I am trying to practice OO design. I’ve made the following classes, which will eventually let a user pick a temperature unit type (like fahrenheit) from a list, and convert celcius temperatures to their chosen temperature:
TemperatureUnits.h:
#include "fahrenheittemperatureunit.h"
#include "kelvintemperatureunit.h"
#include "temperatureunit.h"
#include <list>
class TemperatureUnits
{
public:
static std::list<TemperatureUnit> All();
const static FahrenheitTemperatureUnit kFahrenheit;
const static KelvinTemperatureUnit kKelvin;
};
TemperatureUnits.cpp:
#include "temperatureunits.h"
std::list<TemperatureUnit> TemperatureUnits::All()
{
std::list<TemperatureUnit> units;
units.push_back(TemperatureUnits::kFahrenheit);
units.push_back(TemperatureUnits::kKelvin);
return units;
}
const KelvinTemperatureUnit TemperatureUnits::kKelvin;
const FahrenheitTemperatureUnit TemperatureUnits::kFahrenheit;
TemperatureUnit.h
class TemperatureUnit
{
public:
explicit TemperatureUnit(const std::string &name);
virtual ~TemperatureUnit() {}
const std::string& Name() const;
virtual float FromCelcius(float celcius) const {return 0;}
private:
std::string name_;
};
TemperatureUnit.cpp:
#include "temperatureunit.h"
TemperatureUnit::TemperatureUnit(const std::string &name)
:
name_(name)
{
}
const std::string& TemperatureUnit::Name() const
{
return name_;
}
Lastly, an example subclass:
KelvinTemperatureUnit.h:
#include "temperatureunit.h"
class KelvinTemperatureUnit : public TemperatureUnit
{
public:
explicit KelvinTemperatureUnit();
virtual float FromCelcius(float celcius) const;
};
KelvinTemperatureUnit.cpp:
#include "kelvintemperatureunit.h"
KelvinTemperatureUnit::KelvinTemperatureUnit()
:
TemperatureUnit(std::string("Kelvin"))
{
}
float KelvinTemperatureUnit::FromCelcius(float celcius) const
{
return celcius - 273;
}
There are a number of flaws (that I know of) in the above:
-
I’m not sure the
class TemperatureUnits{ ... static std::list<TemperatureUnit> All();pattern is the correct one to use, but unsure what would actually be better. -
By storing the types of TemperatureUnit in a std::list, they are treated as the base class TemperatureUnit, instead of their specialisations like KelvinTemperatureUnit.

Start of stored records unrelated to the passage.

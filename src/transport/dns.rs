//! Traditional DNS transport over UDP, with a TCP path for large responses.
//!
//! Not encrypted: authenticated requests must not travel over this
//! transport unless security enforcement has been explicitly disabled.

use std::time::Duration;

use async_trait::async_trait;
use tokio::io::{AsyncReadExt, AsyncWriteExt};
use tokio::net::{TcpStream, UdpSocket};

use crate::error::{Error, Result};
use crate::transport::{wire, Request, Response, Transport};

/// Maximum response size accepted over length-prefixed transports.
pub(crate) const MAX_TCP_RESPONSE: usize = 65535;

/// Plain DNS transport.
pub struct Dns {
    servers: Vec<String>,
    timeout: Duration,
}

impl Default for Dns {
    fn default() -> Self {
        Dns::new()
    }
}

impl Dns {
    /// Create a transport against the default public resolvers.
    pub fn new() -> Dns {
        Dns {
            servers: vec!["8.8.8.8:53".to_string(), "8.8.4.4:53".to_string()],
            timeout: Duration::from_secs(5),
        }
    }

    /// Set the DNS servers to use, in priority order.
    pub fn with_servers(mut self, servers: Vec<String>) -> Dns {
        self.servers = servers;
        self
    }

    /// Set the per-server query timeout.
    pub fn with_timeout(mut self, timeout: Duration) -> Dns {
        self.timeout = timeout;
        self
    }

    async fn query_server(&self, server: &str, msg: &[u8]) -> Result<Response> {
        let bind_addr = if server.contains('[') || server.matches(':').count() > 1 {
            "[::]:0"
        } else {
            "0.0.0.0:0"
        };
        let socket = UdpSocket::bind(bind_addr)
            .await
            .map_err(|e| Error::Transport(format!("bind: {e}")))?;
        socket
            .connect(server)
            .await
            .map_err(|e| Error::Transport(format!("connect {server}: {e}")))?;

        socket
            .send(msg)
            .await
            .map_err(|e| Error::Transport(format!("send: {e}")))?;

        let mut buf = vec![0u8; MAX_TCP_RESPONSE];
        let n = tokio::time::timeout(self.timeout, socket.recv(&mut buf))
            .await
            .map_err(|_| Error::Transport(format!("recv from {server}: timed out")))?
            .map_err(|e| Error::Transport(format!("recv: {e}")))?;

        wire::parse_response(&buf[..n])
    }

    /// Send a DNS query over TCP. Used for responses too large for UDP.
    pub async fn query_tcp(&self, req: &Request) -> Result<Response> {
        let msg = wire::build_query(&req.name, req.qtype);

        let mut last_err = Error::Transport("no DNS servers configured".into());
        for server in &self.servers {
            match self.query_server_tcp(server, &msg).await {
                Ok(resp) => return Ok(resp),
                Err(err) => last_err = err,
            }
        }
        Err(last_err)
    }

    async fn query_server_tcp(&self, server: &str, msg: &[u8]) -> Result<Response> {
        let stream = tokio::time::timeout(self.timeout, TcpStream::connect(server))
            .await
            .map_err(|_| Error::Transport(format!("dial {server}: timed out")))?
            .map_err(|e| Error::Transport(format!("dial {server}: {e}")))?;

        let data = tokio::time::timeout(self.timeout, exchange_framed(stream, msg))
            .await
            .map_err(|_| Error::Transport(format!("query {server}: timed out")))??;

        wire::parse_response(&data)
    }
}

/// Write a length-prefixed DNS message and read back the full response.
///
/// Used by both plain TCP and TLS transports; reads exactly the declared
/// length and caps it at 64 KiB.
pub(crate) async fn exchange_framed<S>(mut stream: S, msg: &[u8]) -> Result<Vec<u8>>
where
    S: tokio::io::AsyncRead + tokio::io::AsyncWrite + Unpin,
{
    let mut framed = Vec::with_capacity(msg.len() + 2);
    framed.extend_from_slice(&(msg.len() as u16).to_be_bytes());
    framed.extend_from_slice(msg);
    stream
        .write_all(&framed)
        .await
        .map_err(|e| Error::Transport(format!("write: {e}")))?;

    let mut len_buf = [0u8; 2];
    stream
        .read_exact(&mut len_buf)
        .await
        .map_err(|e| Error::Transport(format!("read length: {e}")))?;
    let length = u16::from_be_bytes(len_buf) as usize;
    if length > MAX_TCP_RESPONSE {
        return Err(Error::Transport(format!("response too large: {length} bytes")));
    }

    let mut buf = vec![0u8; length];
    stream
        .read_exact(&mut buf)
        .await
        .map_err(|e| Error::Transport(format!("read: {e}")))?;
    Ok(buf)
}

#[async_trait]
impl Transport for Dns {
    fn name(&self) -> &str {
        "dns"
    }

    /// Always false: traditional DNS travels in cleartext.
    fn is_encrypted(&self) -> bool {
        false
    }

    async fn query(&self, req: &Request) -> Result<Response> {
        let msg = wire::build_query(&req.name, req.qtype);

        let mut last_err = Error::Transport("no DNS servers configured".into());
        for server in &self.servers {
            match self.query_server(server, &msg).await {
                Ok(resp) => return Ok(resp),
                Err(err) => {
                    log::debug!("dns server {server} failed: {err}");
                    last_err = err;
                }
            }
        }
        Err(last_err)
    }
}

#[cfg(test)]
mod tests {
    use super::*;

    #[test]
    fn test_defaults() {
        let dns = Dns::new();
        assert_eq!(dns.name(), "dns");
        assert!(!dns.is_encrypted());
        assert_eq!(dns.servers.len(), 2);
    }

    #[tokio::test]
    async fn test_udp_query_against_local_responder() {
        // Minimal one-shot DNS responder on a loopback socket.
        let server = UdpSocket::bind("127.0.0.1:0").await.unwrap();
        let addr = server.local_addr().unwrap();

        tokio::spawn(async move {
            let mut buf = vec![0u8; 1024];
            let (n, peer) = server.recv_from(&mut buf).await.unwrap();
            let query = &buf[..n];

            // Header echoing the TXID, one question, one TXT answer.
            let mut resp = Vec::new();
            resp.extend_from_slice(&query[..2]);
            resp.extend_from_slice(&[0x81, 0x80, 0x00, 0x01, 0x00, 0x01, 0x00, 0x00, 0x00, 0x00]);
            resp.extend_from_slice(&query[12..]); // echo question
            resp.extend_from_slice(&[0xC0, 0x0C, 0x00, 0x10, 0x00, 0x01]);
            resp.extend_from_slice(&60u32.to_be_bytes());
            let txt = b"v=rdb1;s=ok";
            resp.extend_from_slice(&((txt.len() + 1) as u16).to_be_bytes());
            resp.push(txt.len() as u8);
            resp.extend_from_slice(txt);

            server.send_to(&resp, peer).await.unwrap();
        });

        let dns = Dns::new().with_servers(vec![addr.to_string()]);
        let resp = dns.query(&Request::txt("get.x.public.v1.resolvedb.net")).await.unwrap();
        assert_eq!(resp.data, b"v=rdb1;s=ok");
        assert_eq!(resp.ttl, 60);
    }

    #[tokio::test]
    async fn test_all_servers_failing_reports_last_error() {
        let dns = Dns::new()
            .with_servers(vec!["127.0.0.1:1".to_string()])
            .with_timeout(Duration::from_millis(100));
        let err = dns.query(&Request::txt("x.net")).await.unwrap_err();
        assert!(matches!(err, Error::Transport(_)));
    }
}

This means calling the FromCelcius method doesn’t work correctly. I am pretty sure I used to do this type of thing using Java.
-
I had a go, but it is probably pretty ugly and will offend someone 🙁
Does anyone have any ideas on the best way to go about this?
thanks!
Java objects are references. C++ objects are values. Simply convert to a reference, and then you will have more equivalent code. Oh, and a Java
listis a C++vector. A C++listis a linked list.Quite simply, do not bother to carry over any Java knowledge to C++, they are extremely different languages, you should start with C++ from scratch. C++ worth writing looks extremely different to Java.